"TEX R0.x, fragment.position, texture, SHADOWRECT;
This isn’t that hard to work out.
Assembly, regardless of type or language, generally looks like this:
INSTRUCTION OUTPUT, PARAM1, PARAM2, ...;
The INSTRUCTION here is
TEX, which obviously suggests a Texture access.
R0.x is the
x component of the
R0 variable. That’s what
TEMP R0 was for: declaring a temporary variable called
R0. ARB assembly isn’t like most assembly languages; you have to declare variables that you use (unless they’re built in).

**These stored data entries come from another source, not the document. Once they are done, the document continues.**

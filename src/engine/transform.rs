//! Per-follower transform pipeline.
//!
//! A pure function from (group, follower, leader event) to either a dispatch
//! command or a skip. Stages run in a fixed order: magic filter, symbol
//! whitelist/blacklist, alias mapping, suffix append, volume scaling,
//! lot normalization, direction inversion. The same event fans out to each
//! follower independently; one follower's filters never affect another's.

use rust_decimal::Decimal;

use crate::models::{CopierGroup, CopyCommand, FollowerConfig, LotSpec, TradeEvent};

/// Why an event was not dispatched to a follower.
#[derive(Debug, Clone, Copy, PartialEq, Eq)]
pub enum SkipReason {
    MagicNotWhitelisted,
    MagicBlacklisted,
    SymbolNotWhitelisted,
    SymbolBlacklisted,
}

impl SkipReason {
    pub fn as_str(&self) -> &'static str {
        match self {
            SkipReason::MagicNotWhitelisted => "magic not in whitelist",
            SkipReason::MagicBlacklisted => "magic blacklisted",
            SkipReason::SymbolNotWhitelisted => "symbol not in whitelist",
            SkipReason::SymbolBlacklisted => "symbol blacklisted",
        }
    }
}

/// Result of running the pipeline for one follower.
#[derive(Debug, Clone)]
pub enum TransformOutcome {
    Dispatch(CopyCommand),
    Skip(SkipReason),
}

/// Run the full pipeline. Filters evaluate against the leader symbol after
/// the group's broker suffix is stripped, so "EURUSD.m" and "EURUSD" leaders
/// hit the same follower rules.
pub fn transform_event(
    group: &CopierGroup,
    follower: &FollowerConfig,
    event: &TradeEvent,
) -> TransformOutcome {
    // Magic filters
    if !follower.magic_whitelist.is_empty() {
        match event.magic {
            Some(magic) if follower.magic_whitelist.contains(&magic) => {}
            _ => return TransformOutcome::Skip(SkipReason::MagicNotWhitelisted),
        }
    }
    if let Some(magic) = event.magic {
        if follower.magic_blacklist.contains(&magic) {
            return TransformOutcome::Skip(SkipReason::MagicBlacklisted);
        }
    }

    // Symbol filters on the normalized leader symbol
    let normalized = group.normalize_leader_symbol(&event.symbol);
    if !follower.symbol_whitelist.is_empty()
        && !follower.symbol_whitelist.iter().any(|s| s == normalized)
    {
        return TransformOutcome::Skip(SkipReason::SymbolNotWhitelisted);
    }
    if follower.symbol_blacklist.iter().any(|s| s == normalized) {
        return TransformOutcome::Skip(SkipReason::SymbolBlacklisted);
    }

    // Alias mapping; a per-symbol multiplier overrides the follower default
    let (mapped, multiplier) = match follower.symbol_aliases.get(normalized) {
        Some(rule) => (
            rule.target.as_str(),
            rule.lot_multiplier.unwrap_or(follower.lot_multiplier),
        ),
        None => (normalized, follower.lot_multiplier),
    };

    let symbol = format!("{}{}", mapped, follower.symbol_suffix);

    let volume = normalize_volume(event.volume * multiplier, &follower.lot_spec);

    let action = if follower.reverse_mode {
        event.action.inverted()
    } else {
        event.action
    };

    TransformOutcome::Dispatch(CopyCommand {
        leader_ticket: event.leader_ticket,
        symbol,
        action,
        kind: event.kind,
        volume,
        price: event.price,
        magic: event.magic,
        comment: CopyCommand::comment_tag(event.leader_ticket),
    })
}

/// Round down to the terminal's lot step, then clamp into [min, max].
pub fn normalize_volume(volume: Decimal, spec: &LotSpec) -> Decimal {
    let stepped = if spec.step > Decimal::ZERO {
        (volume / spec.step).floor() * spec.step
    } else {
        volume
    };
    stepped.clamp(spec.min, spec.max)
}
//! Data models for groups, followers, trade events and the activity log.

mod activity;
mod group;
mod snapshot;
mod trade;

pub use activity::{ActivityKind, ActivityStatus, CopierActivityEntry};
pub use group::{
    CopierGroup, FollowerConfig, FollowerStats, FollowerStatus, GroupStats, GroupStatus, LotSpec,
    Platform, SymbolRule,
};
pub use snapshot::{AccountSnapshot, BrokerPosition};
pub use trade::{CommandResponse, CopyCommand, TradeAction, TradeEvent, TradeEventKind};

Texture accessing needs 2 things, regardless of language: a texture unit and a texture coordinate.
fragment.position is obvious based on the name, though it is built-in which is where it can be confusion (it isn’t defined anywhere). That’s the position of the fragment in window-space. The first argument of the
TEX instruction is the texture coordinate.
texture is the texture unit to access from. Namely, texture unit 0.
SHADOWRECT is a description of what kind of access to do. Basically, it’s like the GLSL sampler. SHADOW means depth comparison. RECT means a rectangle texture.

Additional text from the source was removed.